Next, a fourth embodiment of the present invention will be described.

Fig. 19 is a schematic cross-sectional view of the transflective color liquid crystal display device A4 of the present invention, and Fig. 20 is a schematic diagram showing the relationship between both the light reflection film and the colored layer of the transflective color liquid crystal display device A4. The transflective color liquid crystal display device A4 is of the STN type simple matrix method.

The transflective color liquid crystal display device A4 is composed of a "other member" on the side closer to the observer and a "one member" on the opposite side when the viewer sees the transflective color liquid crystal display device A4.

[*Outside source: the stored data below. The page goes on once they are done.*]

//! In-memory ledger for simulations and tests.

use super::{
    Ledger,
    errors::{LedgerError, LedgerResult},
    models::{Balance, PlayerId},
};
use async_trait::async_trait;
use std::{
    collections::{HashMap, HashSet},
    sync::Arc,
};
use tokio::sync::RwLock;
use uuid::Uuid;

#[derive(Default)]
struct Book {
    balances: HashMap<PlayerId, Balance>,
    settled: HashSet<Uuid>,
}

/// Ledger keeping balances in a shared map.
///
/// Every mutation runs under a single write guard, so concurrent rounds for
/// the same player are linearized.
#[derive(Clone, Default)]
pub struct MemoryLedger {
    book: Arc<RwLock<Book>>,
}

impl MemoryLedger {
    pub fn new() -> Self {
        Self::default()
    }

    /// Build a ledger with pre-opened accounts
    pub fn with_accounts<I>(accounts: I) -> Self
    where
        I: IntoIterator<Item = (PlayerId, Balance)>,
    {
        let balances = accounts
            .into_iter()
            .map(|(player, balance)| (player, balance.max(0)))
            .collect();
        Self {
            book: Arc::new(RwLock::new(Book {
                balances,
                settled: HashSet::new(),
            })),
        }
    }

    /// Whether `round` has been settled.
    pub async fn is_settled(&self, round: Uuid) -> bool {
        self.book.read().await.settled.contains(&round)
    }
}

#[async_trait]
impl Ledger for MemoryLedger {
    async fn get_balance(&self, player: PlayerId) -> LedgerResult<Balance> {
        self.book
            .read()
            .await
            .balances
            .get(&player)
            .copied()
            .ok_or(LedgerError::AccountNotFound(player))
    }

    async fn try_debit(&self, player: PlayerId, amount: i64) -> LedgerResult<Balance> {
        if amount <= 0 {
            return Err(LedgerError::InvalidAmount(amount));
        }

        let mut book = self.book.write().await;
        let balance = book
            .balances
            .get_mut(&player)
            .ok_or(LedgerError::AccountNotFound(player))?;

        if *balance < amount {
            return Err(LedgerError::InsufficientFunds {
                available: *balance,
                required: amount,
            });
        }

        *balance -= amount;
        Ok(*balance)
    }

    async fn credit(&self, player: PlayerId, amount: i64) -> LedgerResult<Balance> {
        if amount < 0 {
            return Err(LedgerError::InvalidAmount(amount));
        }

        let mut book = self.book.write().await;
        let balance = book
            .balances
            .get_mut(&player)
            .ok_or(LedgerError::AccountNotFound(player))?;

        *balance = balance
            .checked_add(amount)
            .ok_or(LedgerError::BalanceOverflow)?;
        Ok(*balance)
    }

    async fn settle_round(
        &self,
        player: PlayerId,
        round: Uuid,
        amount: i64,
    ) -> LedgerResult<Balance> {
        if amount < 0 {
            return Err(LedgerError::InvalidAmount(amount));
        }

        let mut book = self.book.write().await;
        let Book { balances, settled } = &mut *book;
        let balance = balances
            .get_mut(&player)
            .ok_or(LedgerError::AccountNotFound(player))?;

        if settled.contains(&round) {
            return Ok(*balance);
        }
        *balance = balance
            .checked_add(amount)
            .ok_or(LedgerError::BalanceOverflow)?;
        settled.insert(round);
        Ok(*balance)
    }

    async fn adjust(&self, player: PlayerId, delta: i64) -> LedgerResult<Balance> {
        let mut book = self.book.write().await;
        let balance = book
            .balances
            .get_mut(&player)
            .ok_or(LedgerError::AccountNotFound(player))?;

        *balance = balance
            .checked_add(delta)
            .ok_or(LedgerError::BalanceOverflow)?
            .max(0);
        Ok(*balance)
    }

    async fn open_account(&self, player: PlayerId, initial: Balance) -> LedgerResult<Balance> {
        if initial < 0 {
            return Err(LedgerError::InvalidAmount(initial));
        }

        let mut book = self.book.write().await;
        Ok(*book.balances.entry(player).or_insert(initial))
    }
}

#[cfg(test)]
mod tests {
    use super::*;

    #[tokio::test]
    async fn test_debit_and_credit() {
        let ledger = MemoryLedger::with_accounts([(1, 1_000)]);
        assert_eq!(ledger.try_debit(1, 300).await.unwrap(), 700);
        assert_eq!(ledger.credit(1, 50).await.unwrap(), 750);
        assert_eq!(ledger.get_balance(1).await.unwrap(), 750);
    }

    #[tokio::test]
    async fn test_debit_rejects_overdraw() {
        let ledger = MemoryLedger::with_accounts([(1, 100)]);
        let err = ledger.try_debit(1, 101).await.unwrap_err();
        assert!(matches!(
            err,
            LedgerError::InsufficientFunds {
                available: 100,
                required: 101
            }
        ));
        assert_eq!(ledger.get_balance(1).await.unwrap(), 100);
    }

    #[tokio::test]
    async fn test_debit_rejects_non_positive_amount() {
        let ledger = MemoryLedger::with_accounts([(1, 100)]);
        assert!(matches!(
            ledger.try_debit(1, 0).await,
            Err(LedgerError::InvalidAmount(0))
        ));
    }

    #[tokio::test]
    async fn test_credit_rejects_negative_amount() {
        let ledger = MemoryLedger::with_accounts([(1, 100)]);
        assert!(matches!(
            ledger.credit(1, -5).await,
            Err(LedgerError::InvalidAmount(-5))
        ));
    }

    #[tokio::test]
    async fn test_adjust_clamps_at_zero() {
        let ledger = MemoryLedger::with_accounts([(1, 100)]);
        assert_eq!(ledger.adjust(1, -250).await.unwrap(), 0);
        assert_eq!(ledger.adjust(1, 40).await.unwrap(), 40);
    }

    #[tokio::test]
    async fn test_credit_overflow_detected() {
        let ledger = MemoryLedger::with_accounts([(1, i64::MAX - 1)]);
        assert!(matches!(
            ledger.credit(1, 2).await,
            Err(LedgerError::BalanceOverflow)
        ));
    }

    #[tokio::test]
    async fn test_settle_round_pays_once() {
        let ledger = MemoryLedger::with_accounts([(1, 100)]);
        let round = Uuid::new_v4();

        assert_eq!(ledger.settle_round(1, round, 50).await.unwrap(), 150);
        ledger.try_debit(1, 20).await.unwrap();
        // A replay reports the current balance and credits nothing.
        assert_eq!(ledger.settle_round(1, round, 50).await.unwrap(), 130);
        assert!(ledger.is_settled(round).await);

        assert_eq!(ledger.settle_round(1, Uuid::new_v4(), 5).await.unwrap(), 135);
    }

    #[tokio::test]
    async fn test_settle_round_unknown_account_is_not_marked() {
        let ledger = MemoryLedger::new();
        let round = Uuid::new_v4();
        assert!(matches!(
            ledger.settle_round(3, round, 10).await,
            Err(LedgerError::AccountNotFound(3))
        ));
        assert!(!ledger.is_settled(round).await);
    }

    #[tokio::test]
    async fn test_unknown_account() {
        let ledger = MemoryLedger::new();
        assert!(matches!(
            ledger.get_balance(9).await,
            Err(LedgerError::AccountNotFound(9))
        ));
    }

    #[tokio::test]
    async fn test_open_account_is_idempotent() {
        let ledger = MemoryLedger::new();
        assert_eq!(ledger.open_account(5, 1_000).await.unwrap(), 1_000);
        ledger.try_debit(5, 100).await.unwrap();
        assert_eq!(ledger.open_account(5, 1_000).await.unwrap(), 900);
    }
}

In one member, 1 is a common glass substrate. On this glass substrate 1, the light reflection film 2 which consists of aluminum metal materials etc. is formed, for example. The colored layer 3 is formed on this, and the overcoat layer 4 which consists of acrylic resins is coat | covered so that the colored layer 3 may be covered again. Then, on the overcoat layer 4, a transparent electrode 5 made of ITO arranged in parallel in a plurality of stripes and an alignment film 6 made of a polyimide resin rubbed in a predetermined direction are sequentially stacked. Further, an insulating film made of resin, SiO _2, or the like may be interposed between the transparent electrode 5 and the alignment film 6.

In each colored layer 3, that is, the light transmission part 7 of a different light passing area is formed according to the difference of the color of red, green, and blue.

The manufacturing method of the light reflection film 2 and the colored layer 3 of such a structure is demonstrated.

An aluminum metal film is uniformly formed by sputtering on the glass substrate 1, and subsequently, the aluminum metal film is subjected to a series of photolithography processes such as resist coating, exposure, development, etching of the aluminum metal film, and resist foil. Each light transmission part 7 is patterned so that it may become a shape like a predetermined | prescribed thing.

As the material of the light reflection film 2, instead of the Al material, a metal film such as Al alloy such as AlNd, Ag metal and Ag alloy may be used.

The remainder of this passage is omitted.